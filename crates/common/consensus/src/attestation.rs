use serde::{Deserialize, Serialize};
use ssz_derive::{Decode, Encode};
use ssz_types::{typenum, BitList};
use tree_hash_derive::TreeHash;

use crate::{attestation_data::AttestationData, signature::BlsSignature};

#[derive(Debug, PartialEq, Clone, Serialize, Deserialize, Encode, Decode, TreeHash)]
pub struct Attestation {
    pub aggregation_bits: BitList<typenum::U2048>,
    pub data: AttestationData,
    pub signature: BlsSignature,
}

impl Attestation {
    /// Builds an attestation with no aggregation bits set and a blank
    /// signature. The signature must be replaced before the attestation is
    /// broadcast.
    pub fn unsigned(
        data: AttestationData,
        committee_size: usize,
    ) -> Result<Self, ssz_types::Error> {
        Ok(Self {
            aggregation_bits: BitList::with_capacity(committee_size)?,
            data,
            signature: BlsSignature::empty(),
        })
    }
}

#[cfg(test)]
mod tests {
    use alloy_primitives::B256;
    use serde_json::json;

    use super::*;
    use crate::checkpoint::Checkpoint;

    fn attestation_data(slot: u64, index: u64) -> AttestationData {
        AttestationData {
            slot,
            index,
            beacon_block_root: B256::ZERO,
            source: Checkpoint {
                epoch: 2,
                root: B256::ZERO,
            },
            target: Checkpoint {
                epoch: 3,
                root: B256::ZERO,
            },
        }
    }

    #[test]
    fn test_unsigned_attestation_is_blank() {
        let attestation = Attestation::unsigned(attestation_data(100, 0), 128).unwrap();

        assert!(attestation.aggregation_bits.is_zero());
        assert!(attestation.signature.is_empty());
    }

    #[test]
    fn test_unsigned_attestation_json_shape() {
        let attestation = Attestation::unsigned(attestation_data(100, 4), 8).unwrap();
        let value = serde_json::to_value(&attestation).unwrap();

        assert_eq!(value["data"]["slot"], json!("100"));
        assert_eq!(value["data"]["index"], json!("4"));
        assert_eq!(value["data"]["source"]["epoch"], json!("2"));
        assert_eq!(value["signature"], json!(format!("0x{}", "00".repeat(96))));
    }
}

#####

In the records above, locate each line with the word "slot". Copy all such lines.

    fn attestation_data(slot: u64, index: u64) -> AttestationData {
            slot,
        assert_eq!(value["data"]["slot"], json!("100"));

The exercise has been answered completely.